Cette domination violente s’appuyait sur deux bases ruineuses, une marine qu’à cette époque de l’art les autres nations pouvaient facilement égaler, et des armées mercenaires aussi exigeantes que peu fidèles. Les Carthaginois n’étaient rien moins que guerriers de leurs personnes, quoiqu’ils aient constamment spéculé sur la guerre. Ils y allaient en petit nombre, protégés par de pesantes et riches armures. S’ils y paraissaient, c’était sans doute moins pour combattre eux-mêmes que pour surveiller leurs soldats de louage, et s’assurer qu’ils gagnaient leur argent. Encore, le petit nombre de troupes carthaginoises que nous voyons dans leurs armées, devait-il être composé en grande partie d’africains indigènes, soit Lybiens du désert, soit montagnards de l’Atlas. C'est ainsi que l’on a confondu souvent les arabes conquérants de ces mêmes contrées avec les maures leurs sujets. Toutefois cette dualité de races se décèle fréquemment dans l’histoire de Carthage ; le génie militaire des Barca appartient, comme le nom de Barca semble l’indiquer, aux nomades belliqueux de la Libye, plus qu’aux commerçants phéniciens. Les vrais Carthaginois sont les Hannon, administrateurs avides et généraux incapables. La vie d’un marchand industrieux, d’un Carthaginois avait trop de prix pour la risquer, lorsqu’il pouvait se substituer avec avantage un Grec indigent, ou un barbare espagnol ou gaulois. Carthage savait, à une drachme près, à combien revenait la vie d’un homme de telle nation. Un grec valait plus qu’un Campanien, celui-ci plus qu’un Gaulois ou un Espagnol. Ce tarif du sang bien connu, Carthage commençait une guerre comme une spéculation mercantile. Elle entreprenait des conquêtes, soit dans l’espoir de trouver de nouvelles mines à exploiter, soit pour ouvrir des débouchés à ses marchandises. Elle pouvait dépenser cinquante mille mercenaires dans telle entreprise, davantage dans telle autre. Si les rentrées étaient bonnes, on ne regrettait point la mise de fonds ; on rachetait des hommes, et tout allait bien.
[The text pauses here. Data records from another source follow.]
//! The `admins` management command.
//!
//! Without argument, lists every registered admin with its entity, prefix and
//! actions. With an admin code, details that admin's actions.

use std::io::Write;

use sidus_admin::{Admin, AdminRegistry};
use sidus_admin_core::AdminResult;

use crate::command::ManagementCommand;

/// Describes the registered admins.
pub struct AdminsCommand;

impl ManagementCommand for AdminsCommand {
    fn name(&self) -> &'static str {
        "admins"
    }

    fn help(&self) -> &'static str {
        "List the registered admins, or describe one of them"
    }

    fn add_arguments(&self, cmd: clap::Command) -> clap::Command {
        cmd.arg(
            clap::Arg::new("admin")
                .value_name("ADMIN")
                .help("Code of the admin to describe"),
        )
    }

    fn handle(
        &self,
        matches: &clap::ArgMatches,
        registry: &AdminRegistry,
        out: &mut dyn Write,
    ) -> AdminResult<()> {
        if let Some(code) = matches.get_one::<String>("admin") {
            return describe_admin(registry.get_admin(code)?, out);
        }

        if registry.is_empty() {
            writeln!(out, "No admins.")?;
            return Ok(());
        }

        for admin in registry.admins().values() {
            writeln!(
                out,
                "{} (entity: {}, prefix: {}) [{}]",
                admin.code(),
                admin.entity().unwrap_or("-"),
                admin.prefix().unwrap_or("-"),
                admin.action_codes().join(", ")
            )?;
        }

        Ok(())
    }
}

fn describe_admin(admin: &Admin, out: &mut dyn Write) -> AdminResult<()> {
    writeln!(out, "Admin: {}", admin.code())?;
    writeln!(out, "  Entity: {}", admin.entity().unwrap_or("-"))?;
    writeln!(out, "  Prefix: {}", admin.prefix().unwrap_or("-"))?;
    writeln!(out, "  Form type: {}", admin.form_type().unwrap_or("-"))?;
    writeln!(out, "  Base template: {}", admin.base_template().unwrap_or("-"))?;
    writeln!(out, "  Actions:")?;
    for action in admin.actions().values() {
        writeln!(
            out,
            "    {} -> {} ({})",
            action.code(),
            action.route_name(),
            action.route().path()
        )?;
    }
    Ok(())
}
//! Route loading.
//!
//! The host router asks a [`LoaderResolver`] for a loader able to handle a
//! resource/type pair; the [`AdminRouteLoader`] answers for the
//! `"sidus_admin"` type and flattens every admin action into one
//! [`RouteCollection`].

use sidus_admin_core::{AdminError, AdminResult};

use crate::registry::AdminRegistry;
use crate::route::RouteCollection;

/// The resource type handled by [`AdminRouteLoader`].
pub const LOADER_TYPE: &str = "sidus_admin";

/// A source of routes.
pub trait Loader {
    /// Loads the routes of `resource`.
    fn load(&self, resource: &str, loader_type: Option<&str>) -> AdminResult<RouteCollection>;

    /// Returns whether this loader handles `resource` with the given type.
    fn supports(&self, resource: &str, loader_type: Option<&str>) -> bool;
}

/// Flattens the actions of every registered admin into one route table.
#[derive(Debug, Clone, Copy)]
pub struct AdminRouteLoader<'a> {
    registry: &'a AdminRegistry,
}

impl<'a> AdminRouteLoader<'a> {
    /// Creates a loader over the given registry.
    pub const fn new(registry: &'a AdminRegistry) -> Self {
        Self { registry }
    }
}

impl Loader for AdminRouteLoader<'_> {
    /// Returns one route per action, named after the action's route name.
    /// Admins are visited in registry order and actions in admin order; the
    /// resource is ignored.
    fn load(&self, _resource: &str, _loader_type: Option<&str>) -> AdminResult<RouteCollection> {
        let mut routes = RouteCollection::new();

        for admin in self.registry.admins().values() {
            for action in admin.actions().values() {
                routes.add(action.route_name(), action.route().clone());
            }
        }

        tracing::debug!(routes = routes.len(), "loaded admin routes");
        Ok(routes)
    }

    fn supports(&self, _resource: &str, loader_type: Option<&str>) -> bool {
        loader_type == Some(LOADER_TYPE)
    }
}

/// Picks the loader for a resource among registered loaders.
#[derive(Default)]
pub struct LoaderResolver<'a> {
    loaders: Vec<Box<dyn Loader + 'a>>,
}

impl<'a> LoaderResolver<'a> {
    /// Creates a resolver with no loader.
    pub fn new() -> Self {
        Self {
            loaders: Vec::new(),
        }
    }

    /// Adds a loader. Loaders are tried in the order they are added.
    pub fn add_loader(&mut self, loader: Box<dyn Loader + 'a>) {
        self.loaders.push(loader);
    }

    /// Returns the first loader supporting the resource/type pair.
    ///
    /// # Errors
    ///
    /// Returns `NotFound` if no loader supports it.
    pub fn resolve(&self, resource: &str, loader_type: Option<&str>) -> AdminResult<&(dyn Loader + 'a)> {
        self.loaders
            .iter()
            .find(|loader| loader.supports(resource, loader_type))
            .map(AsRef::as_ref)
            .ok_or_else(|| {
                AdminError::NotFound(format!(
                    "No loader for resource '{resource}' with type '{}'",
                    loader_type.unwrap_or_default()
                ))
            })
    }

    /// Resolves a loader and loads the resource with it.
    pub fn load(&self, resource: &str, loader_type: Option<&str>) -> AdminResult<RouteCollection> {
        self.resolve(resource, loader_type)?.load(resource, loader_type)
    }

    /// Returns the number of loaders.
    pub fn len(&self) -> usize {
        self.loaders.len()
    }

    /// Returns `true` if no loader is registered.
    pub fn is_empty(&self) -> bool {
        self.loaders.is_empty()
    }
}

impl std::fmt::Debug for LoaderResolver<'_> {
    fn fmt(&self, f: &mut std::fmt::Formatter<'_>) -> std::fmt::Result {
        f.debug_struct("LoaderResolver")
            .field("loader_count", &self.loaders.len())
            .finish()
    }
}
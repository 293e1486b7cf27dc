//! Built-in management commands.
//!
//! Each command implements the
//! [`ManagementCommand`](crate::command::ManagementCommand) trait.

pub mod admins;
pub mod check;
pub mod routes;

pub use admins::AdminsCommand;
pub use check::CheckCommand;
pub use routes::RoutesCommand;

use crate::command::CommandRegistry;

/// Registers all built-in management commands into the given registry.
pub fn register_builtin_commands(registry: &mut CommandRegistry) {
    registry.register(Box::new(RoutesCommand));
    registry.register(Box::new(AdminsCommand));
    registry.register(Box::new(CheckCommand));
}
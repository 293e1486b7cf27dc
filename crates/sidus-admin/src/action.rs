//! Actions: the operations an admin exposes.
//!
//! An [`Action`] is built once from its [`ActionConfig`] and the owning
//! [`Admin`]. Construction resolves how the controller will be found, stamps
//! the route defaults with `_admin` and `_action`, and builds the immutable
//! [`Route`] under the admin prefix.

use serde_json::Value;
use sidus_admin_core::{ActionConfig, AdminError, AdminResult, Parameters};

use crate::admin::Admin;
use crate::route::Route;

/// Namespace prefixed to every generated route name.
pub const ROUTE_NAMESPACE: &str = "sidus_admin";

/// Route default holding an explicit controller reference.
pub const CONTROLLER_KEY: &str = "_controller";
/// Route default holding the controller naming patterns.
pub const CONTROLLER_PATTERN_KEY: &str = "_controller_pattern";
/// Route default holding the admin code.
pub const ADMIN_KEY: &str = "_admin";
/// Route default holding the action code.
pub const ACTION_KEY: &str = "_action";

/// One operation of an admin, with its own route, options and form setup.
///
/// The action keeps the code of its admin instead of a reference to it. Values
/// inherited from the admin (the form type fallback) are captured when the
/// action is built; admins are immutable afterwards.
#[derive(Debug, Clone, PartialEq)]
pub struct Action {
    code: String,
    admin_code: String,
    options: Parameters,
    form_type: Option<String>,
    admin_form_type: Option<String>,
    form_options: Parameters,
    template: Option<String>,
    base_template: Option<String>,
    route: Route,
}

impl Action {
    /// Builds an action for `admin` from its configuration.
    ///
    /// # Errors
    ///
    /// Returns `ConfigurationError` when neither `defaults._controller` nor
    /// `defaults._controller_pattern` is set and the admin has no
    /// `controller_pattern`.
    ///
    /// # Examples
    ///
    /// ```
    /// use sidus_admin::{Action, Admin};
    /// use sidus_admin_core::config::{ActionConfig, AdminConfig};
    ///
    /// let admin = Admin::new("product", AdminConfig::new().prefix("/products")).unwrap();
    /// let action = Action::new(
    ///     "list",
    ///     &admin,
    ///     ActionConfig::new("/list").controller("ProductController::list"),
    /// )
    /// .unwrap();
    ///
    /// assert_eq!(action.route_name(), "sidus_admin.product.list");
    /// assert_eq!(action.route().path(), "/products/list");
    /// ```
    pub fn new(code: &str, admin: &Admin, config: ActionConfig) -> AdminResult<Self> {
        let ActionConfig {
            path,
            options,
            form_type,
            form_options,
            template,
            base_template,
            mut defaults,
            requirements,
            route_options,
            host,
            schemes,
            methods,
            condition,
        } = config;

        let has_controller = defaults.get(CONTROLLER_PATTERN_KEY).is_some_and(is_set)
            || defaults.get(CONTROLLER_KEY).is_some_and(is_set);
        if !has_controller {
            if admin.controller_pattern().is_empty() {
                return Err(AdminError::ConfigurationError(format!(
                    "You must configure either the 'defaults._controller' option in the action \
                     '{code}' or the 'controller_pattern' option in the admin '{}'",
                    admin.code()
                )));
            }
            let patterns = admin
                .controller_pattern()
                .iter()
                .cloned()
                .map(Value::String)
                .collect();
            defaults.insert(CONTROLLER_PATTERN_KEY.to_string(), Value::Array(patterns));
        }

        defaults.insert(ADMIN_KEY.to_string(), Value::String(admin.code().to_string()));
        defaults.insert(ACTION_KEY.to_string(), Value::String(code.to_string()));

        let full_path = format!("{}{path}", admin.prefix().unwrap_or_default());
        let route = Route::new(&full_path)
            .defaults(defaults)
            .requirements(requirements)
            .options(route_options)
            .host(host)
            .schemes(schemes)
            .methods(methods)
            .condition(condition);

        tracing::trace!(admin = admin.code(), action = code, path = route.path(), "built action");

        Ok(Self {
            code: code.to_string(),
            admin_code: admin.code().to_string(),
            options,
            form_type,
            admin_form_type: admin.form_type().map(String::from),
            form_options,
            template,
            base_template,
            route,
        })
    }

    /// Returns the route name: `sidus_admin.<admin>.<action>`.
    pub fn route_name(&self) -> String {
        format!("{ROUTE_NAMESPACE}.{}.{}", self.admin_code, self.code)
    }

    /// Returns the action code.
    pub fn code(&self) -> &str {
        &self.code
    }

    /// Returns the code of the owning admin.
    pub fn admin_code(&self) -> &str {
        &self.admin_code
    }

    /// Returns the route built for this action.
    pub const fn route(&self) -> &Route {
        &self.route
    }

    /// Returns the action's own options. These are not merged with the admin
    /// options.
    pub const fn options(&self) -> &Parameters {
        &self.options
    }

    /// Returns an option, or `default` when it is not set.
    pub fn option<'a>(&'a self, key: &str, default: Option<&'a Value>) -> Option<&'a Value> {
        self.options.get(key).or(default)
    }

    /// Returns whether an option is set (even to `null`).
    pub fn has_option(&self, key: &str) -> bool {
        self.options.contains_key(key)
    }

    /// Returns the form type, falling back to the admin form type when this
    /// action has none (or an empty one).
    pub fn form_type(&self) -> Option<&str> {
        self.form_type
            .as_deref()
            .filter(|form_type| !form_type.is_empty())
            .or(self.admin_form_type.as_deref())
    }

    /// Returns the form options.
    pub const fn form_options(&self) -> &Parameters {
        &self.form_options
    }

    /// Returns the explicit template, if any.
    pub fn template(&self) -> Option<&str> {
        self.template.as_deref()
    }

    /// Returns the base template (inherited from the admin when not set).
    pub fn base_template(&self) -> Option<&str> {
        self.base_template.as_deref()
    }
}

/// Returns whether a configured value counts as set. `null`, `false`, `0`,
/// empty strings, `"0"` and empty collections count as unset.
pub(crate) fn is_set(value: &Value) -> bool {
    match value {
        Value::Null => false,
        Value::Bool(b) => *b,
        Value::Number(n) => n.as_f64().is_some_and(|f| f != 0.0),
        Value::String(s) => !s.is_empty() && s != "0",
        Value::Array(a) => !a.is_empty(),
        Value::Object(o) => !o.is_empty(),
    }
}

#[cfg(test)]
mod tests {
    use super::*;
    use sidus_admin_core::AdminConfig;

    fn admin_with_pattern() -> Admin {
        Admin::new(
            "product",
            AdminConfig::new()
                .prefix("/products")
                .form_type("ProductType")
                .controller_pattern(vec!["{{Admin}}Controller::{{action}}Action"]),
        )
        .unwrap()
    }

    fn admin_without_pattern() -> Admin {
        Admin::new("product", AdminConfig::new().prefix("/products")).unwrap()
    }

    #[test]
    fn test_route_name() {
        let action = Action::new("list", &admin_with_pattern(), ActionConfig::new("/list")).unwrap();
        assert_eq!(action.route_name(), "sidus_admin.product.list");
        assert_eq!(action.code(), "list");
        assert_eq!(action.admin_code(), "product");
    }

    #[test]
    fn test_path_is_prefixed() {
        let action = Action::new("list", &admin_with_pattern(), ActionConfig::new("/list")).unwrap();
        assert_eq!(action.route().path(), "/products/list");
    }

    #[test]
    fn test_path_without_prefix() {
        let admin = Admin::new(
            "user",
            AdminConfig::new().controller_pattern(vec!["UserController::{{action}}"]),
        )
        .unwrap();
        let action = Action::new("list", &admin, ActionConfig::new("/users")).unwrap();
        assert_eq!(action.route().path(), "/users");
    }

    #[test]
    fn test_controller_pattern_injected() {
        let action = Action::new("list", &admin_with_pattern(), ActionConfig::new("/list")).unwrap();
        assert_eq!(
            action.route().default_param(CONTROLLER_PATTERN_KEY),
            Some(&serde_json::json!(["{{Admin}}Controller::{{action}}Action"]))
        );
        assert!(!action.route().has_default(CONTROLLER_KEY));
    }

    #[test]
    fn test_explicit_controller_kept() {
        let config = ActionConfig::new("/list").controller("Custom::list");
        let action = Action::new("list", &admin_with_pattern(), config).unwrap();
        assert_eq!(
            action.route().default_param(CONTROLLER_KEY),
            Some(&serde_json::json!("Custom::list"))
        );
        assert!(!action.route().has_default(CONTROLLER_PATTERN_KEY));
    }

    #[test]
    fn test_explicit_controller_without_admin_pattern() {
        let config = ActionConfig::new("/list").controller("Custom::list");
        let action = Action::new("list", &admin_without_pattern(), config).unwrap();
        assert_eq!(
            action.route().default_param(CONTROLLER_KEY),
            Some(&serde_json::json!("Custom::list"))
        );
    }

    #[test]
    fn test_explicit_controller_pattern_without_admin_pattern() {
        let config = ActionConfig::new("/list")
            .default_param(CONTROLLER_PATTERN_KEY, serde_json::json!(["Own::{{action}}"]));
        let action = Action::new("list", &admin_without_pattern(), config).unwrap();
        assert_eq!(
            action.route().default_param(CONTROLLER_PATTERN_KEY),
            Some(&serde_json::json!(["Own::{{action}}"]))
        );
    }

    #[test]
    fn test_missing_controller_is_configuration_error() {
        let result = Action::new("list", &admin_without_pattern(), ActionConfig::new("/list"));
        match result {
            Err(AdminError::ConfigurationError(msg)) => {
                assert!(msg.contains("defaults._controller"));
                assert!(msg.contains("controller_pattern"));
            }
            other => panic!("expected configuration error, got {other:?}"),
        }
    }

    #[test]
    fn test_empty_controller_counts_as_missing() {
        let config = ActionConfig::new("/list").controller("");
        let result = Action::new("list", &admin_without_pattern(), config);
        assert!(matches!(result, Err(AdminError::ConfigurationError(_))));

        let config = ActionConfig::new("/list").controller("");
        let action = Action::new("list", &admin_with_pattern(), config).unwrap();
        assert!(action.route().has_default(CONTROLLER_PATTERN_KEY));
    }

    #[test]
    fn test_admin_and_action_defaults_overwritten() {
        let config = ActionConfig::new("/list")
            .default_param(ADMIN_KEY, serde_json::json!("spoofed"))
            .default_param(ACTION_KEY, serde_json::json!("other"))
            .default_param("page", serde_json::json!(1));
        let action = Action::new("list", &admin_with_pattern(), config).unwrap();
        let route = action.route();
        assert_eq!(route.default_param(ADMIN_KEY), Some(&serde_json::json!("product")));
        assert_eq!(route.default_param(ACTION_KEY), Some(&serde_json::json!("list")));
        assert_eq!(route.default_param("page"), Some(&serde_json::json!(1)));
    }

    #[test]
    fn test_route_fields_copied() {
        let config = ActionConfig::new("/{id}/edit")
            .requirement("id", "\\d+")
            .route_option("expose", serde_json::json!(true))
            .host("admin.example.com")
            .schemes(vec!["https"])
            .methods(vec!["GET", "POST"])
            .condition("request.isXmlHttpRequest()");
        let action = Action::new("edit", &admin_with_pattern(), config).unwrap();
        let route = action.route();
        assert_eq!(route.path(), "/products/{id}/edit");
        assert_eq!(route.requirement_for("id"), Some("\\d+"));
        assert_eq!(route.option("expose"), Some(&serde_json::json!(true)));
        assert_eq!(route.get_host(), "admin.example.com");
        assert_eq!(route.get_schemes(), ["https"]);
        assert_eq!(route.get_methods(), ["GET", "POST"]);
        assert_eq!(route.get_condition(), "request.isXmlHttpRequest()");
    }

    #[test]
    fn test_action_options_not_route_options() {
        let config = ActionConfig::new("/list")
            .option("limit", serde_json::json!(20))
            .route_option("expose", serde_json::json!(true));
        let action = Action::new("list", &admin_with_pattern(), config).unwrap();
        assert!(action.has_option("limit"));
        assert!(!action.has_option("expose"));
        assert!(action.route().option("limit").is_none());
    }

    #[test]
    fn test_option_with_default() {
        let config = ActionConfig::new("/list")
            .option("limit", serde_json::json!(20))
            .option("nullable", Value::Null);
        let action = Action::new("list", &admin_with_pattern(), config).unwrap();
        let fallback = serde_json::json!(50);
        assert_eq!(action.option("limit", Some(&fallback)), Some(&serde_json::json!(20)));
        assert_eq!(action.option("missing", Some(&fallback)), Some(&fallback));
        assert_eq!(action.option("missing", None), None);
        assert!(action.has_option("nullable"));
        assert_eq!(action.option("nullable", Some(&fallback)), Some(&Value::Null));
    }

    #[test]
    fn test_form_type_fallback() {
        let admin = admin_with_pattern();
        let inherited = Action::new("list", &admin, ActionConfig::new("/list")).unwrap();
        assert_eq!(inherited.form_type(), Some("ProductType"));

        let empty = Action::new("edit", &admin, ActionConfig::new("/edit").form_type("")).unwrap();
        assert_eq!(empty.form_type(), Some("ProductType"));

        let own = Action::new("create", &admin, ActionConfig::new("/new").form_type("CreateType"))
            .unwrap();
        assert_eq!(own.form_type(), Some("CreateType"));
    }

    #[test]
    fn test_form_type_absent_everywhere() {
        let admin = Admin::new(
            "user",
            AdminConfig::new().controller_pattern(vec!["UserController::{{action}}"]),
        )
        .unwrap();
        let action = Action::new("list", &admin, ActionConfig::new("/list")).unwrap();
        assert_eq!(action.form_type(), None);
    }

    #[test]
    fn test_templates_and_form_options() {
        let config = ActionConfig::new("/list")
            .template("product/list.html.twig")
            .base_template("product/base.html.twig")
            .form_option("validation_groups", serde_json::json!(["Default"]));
        let action = Action::new("list", &admin_with_pattern(), config).unwrap();
        assert_eq!(action.template(), Some("product/list.html.twig"));
        assert_eq!(action.base_template(), Some("product/base.html.twig"));
        assert_eq!(
            action.form_options().get("validation_groups"),
            Some(&serde_json::json!(["Default"]))
        );
    }

    #[test]
    fn test_is_set() {
        assert!(!is_set(&Value::Null));
        assert!(!is_set(&serde_json::json!("")));
        assert!(!is_set(&serde_json::json!("0")));
        assert!(!is_set(&serde_json::json!([])));
        assert!(!is_set(&serde_json::json!({})));
        assert!(!is_set(&serde_json::json!(0)));
        assert!(!is_set(&serde_json::json!(false)));
        assert!(is_set(&serde_json::json!("Controller::list")));
        assert!(is_set(&serde_json::json!(["a"])));
    }
}
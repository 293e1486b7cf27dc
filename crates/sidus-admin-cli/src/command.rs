//! Management command framework for sidus-admin.
//!
//! This module provides the [`ManagementCommand`] trait for defining CLI
//! commands and [`CommandRegistry`] for registering and dispatching them.
//! Commands run against a built [`AdminRegistry`] and write their report to
//! a caller-supplied writer.
//!
//! ## Defining a Custom Command
//!
//! ```rust
//! use std::io::Write;
//!
//! use sidus_admin::AdminRegistry;
//! use sidus_admin_cli::command::ManagementCommand;
//! use sidus_admin_core::AdminResult;
//!
//! struct CountCommand;
//!
//! impl ManagementCommand for CountCommand {
//!     fn name(&self) -> &str { "count" }
//!     fn help(&self) -> &str { "Print the number of admins" }
//!
//!     fn handle(
//!         &self,
//!         _matches: &clap::ArgMatches,
//!         registry: &AdminRegistry,
//!         out: &mut dyn Write,
//!     ) -> AdminResult<()> {
//!         writeln!(out, "{}", registry.len())?;
//!         Ok(())
//!     }
//! }
//! ```

use std::collections::HashMap;
use std::io::Write;

use sidus_admin::AdminRegistry;
use sidus_admin_core::{AdminError, AdminResult};

/// Name of the global option holding the configuration file path.
pub const CONFIG_ARG: &str = "config";

/// A management command that can be registered and invoked through the CLI.
pub trait ManagementCommand: Send + Sync {
    /// Returns the name of this command (used to invoke it from the CLI).
    fn name(&self) -> &str;

    /// Returns a short help description for this command.
    fn help(&self) -> &str;

    /// Adds custom arguments to the clap command.
    ///
    /// The default implementation returns the command unchanged.
    fn add_arguments(&self, cmd: clap::Command) -> clap::Command {
        cmd
    }

    /// Executes the command against the admin registry, writing its output
    /// to `out`.
    fn handle(
        &self,
        matches: &clap::ArgMatches,
        registry: &AdminRegistry,
        out: &mut dyn Write,
    ) -> AdminResult<()>;
}

/// A registry of management commands, keyed by name.
pub struct CommandRegistry {
    commands: HashMap<String, Box<dyn ManagementCommand>>,
}

impl Default for CommandRegistry {
    fn default() -> Self {
        Self::new()
    }
}

impl CommandRegistry {
    /// Creates a new empty command registry.
    pub fn new() -> Self {
        Self {
            commands: HashMap::new(),
        }
    }

    /// Registers a management command, replacing any command of the same name.
    pub fn register(&mut self, command: Box<dyn ManagementCommand>) {
        let name = command.name().to_string();
        self.commands.insert(name, command);
    }

    /// Returns the command with the given name, if registered.
    pub fn get(&self, name: &str) -> Option<&dyn ManagementCommand> {
        self.commands.get(name).map(AsRef::as_ref)
    }

    /// Returns a sorted list of all registered command names.
    pub fn list_commands(&self) -> Vec<&str> {
        let mut names: Vec<&str> = self.commands.keys().map(String::as_str).collect();
        names.sort_unstable();
        names
    }

    /// Returns the number of registered commands.
    pub fn len(&self) -> usize {
        self.commands.len()
    }

    /// Returns `true` if no commands are registered.
    pub fn is_empty(&self) -> bool {
        self.commands.is_empty()
    }

    /// Builds the top-level clap `Command` with every registered subcommand
    /// and the global `--config` option.
    pub fn build_cli(&self) -> clap::Command {
        let mut app = clap::Command::new("sidus-admin")
            .about("sidus-admin management utility")
            .subcommand_required(true)
            .arg(
                clap::Arg::new(CONFIG_ARG)
                    .long("config")
                    .short('c')
                    .global(true)
                    .value_name("FILE")
                    .help("Settings file (.toml or .json); environment variables only when omitted"),
            );

        let mut entries: Vec<_> = self.commands.iter().collect();
        entries.sort_by(|(a, _), (b, _)| a.cmp(b));

        for (name, cmd) in entries {
            let subcmd = clap::Command::new(name.clone()).about(cmd.help().to_string());
            app = app.subcommand(cmd.add_arguments(subcmd));
        }

        app
    }

    /// Dispatches the subcommand selected in `matches`.
    pub fn execute(
        &self,
        matches: &clap::ArgMatches,
        registry: &AdminRegistry,
        out: &mut dyn Write,
    ) -> AdminResult<()> {
        let (name, sub_matches) = matches.subcommand().ok_or_else(|| {
            AdminError::ConfigurationError("No subcommand specified".to_string())
        })?;

        let cmd = self
            .get(name)
            .ok_or_else(|| AdminError::ConfigurationError(format!("Unknown command: {name}")))?;

        tracing::debug!(command = name, "running management command");
        cmd.handle(sub_matches, registry, out)
    }
}

impl std::fmt::Debug for CommandRegistry {
    fn fmt(&self, f: &mut std::fmt::Formatter<'_>) -> std::fmt::Result {
        f.debug_struct("CommandRegistry")
            .field("commands", &self.list_commands())
            .finish()
    }
}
On peut croire qu’en ce genre de commerce comme en tout autre, Carthage choisissait les marchandises avec discernement. Elle usait peu des Grecs qui avaient trop d’esprit, et ne se laissaient pas conduire aisément. Elle préférait les barbares ; l’adresse du frondeur baléare, la furie du cavalier gaulois (la furia francese), la vélocité du Numide maigre et ardent comme son coursier, l’intrépide sang-froid du fantassin espagnol, si sobre et si robuste, si ferme au combat avec sa saie rouge et son épée à deux tranchants. Ces armées n’étaient pas sans analogie avec celles des Condottieri du moyen âge. Toutefois les soldats des carthaginois ne s’exerçant point à porter des armes gigantesques, comme les compagnons d’Hawkood ou de Carmagnola, n’avaient point sur des troupes nationales un avantage certain. Une longue guerre pouvait rendre les milices de Syracuse ou de Rome, égales aux mercenaires de Carthage. Ceux-ci, comme ceux du moyen âge, pouvaient à chaque instant changer de parti, avec cette différence que, faisant la guerre à des peuples pauvres, la trahison devait moins les tenter. Sforza pouvait flotter entre Milan et Venise, et les trahir tour à tour ; mais qu’aurait gagné l’armée d’Hannibal à se réunir aux romains ? Les troupes au service de Carthage ne servaient guère dans leur patrie ; on les dépaysait avec soin ; les différents corps d’une même armée étaient isolés entre eux par la différence de langue et de religion ; souvent elles dépendaient pour les vivres des flottes carthaginoises ; ajoutez que les généraux n’étant pas en même temps magistrats, comme à Rome, avaient moins d’occasions d’opprimer la liberté ; enfin le terrible tribunal des cent tenait des surveillants auprès d’eux et, au moindre soupçon, les faisait mettre en croix. Cette inquisition d’état, semblable à celle de Venise, avait fini par absorber toute la puissance publique. Elle se recrutait parmi les administrateurs des finances qui sortaient de charge. Nommés à vie par le peuple, les cent dominaient tous les anciens pouvoirs, et le sénat, et les deux sophetim ou juges. Une oligarchie financière tenant ainsi tout l’état dans sa main, l’argent était le roi et le dieu de Carthage. Lui seul donnait les magistratures, motivait la fondation des colonies, formait l’unique lien de l’armée. La suite de l’histoire fera suffisamment ressortir tous les inconvénients de ce système.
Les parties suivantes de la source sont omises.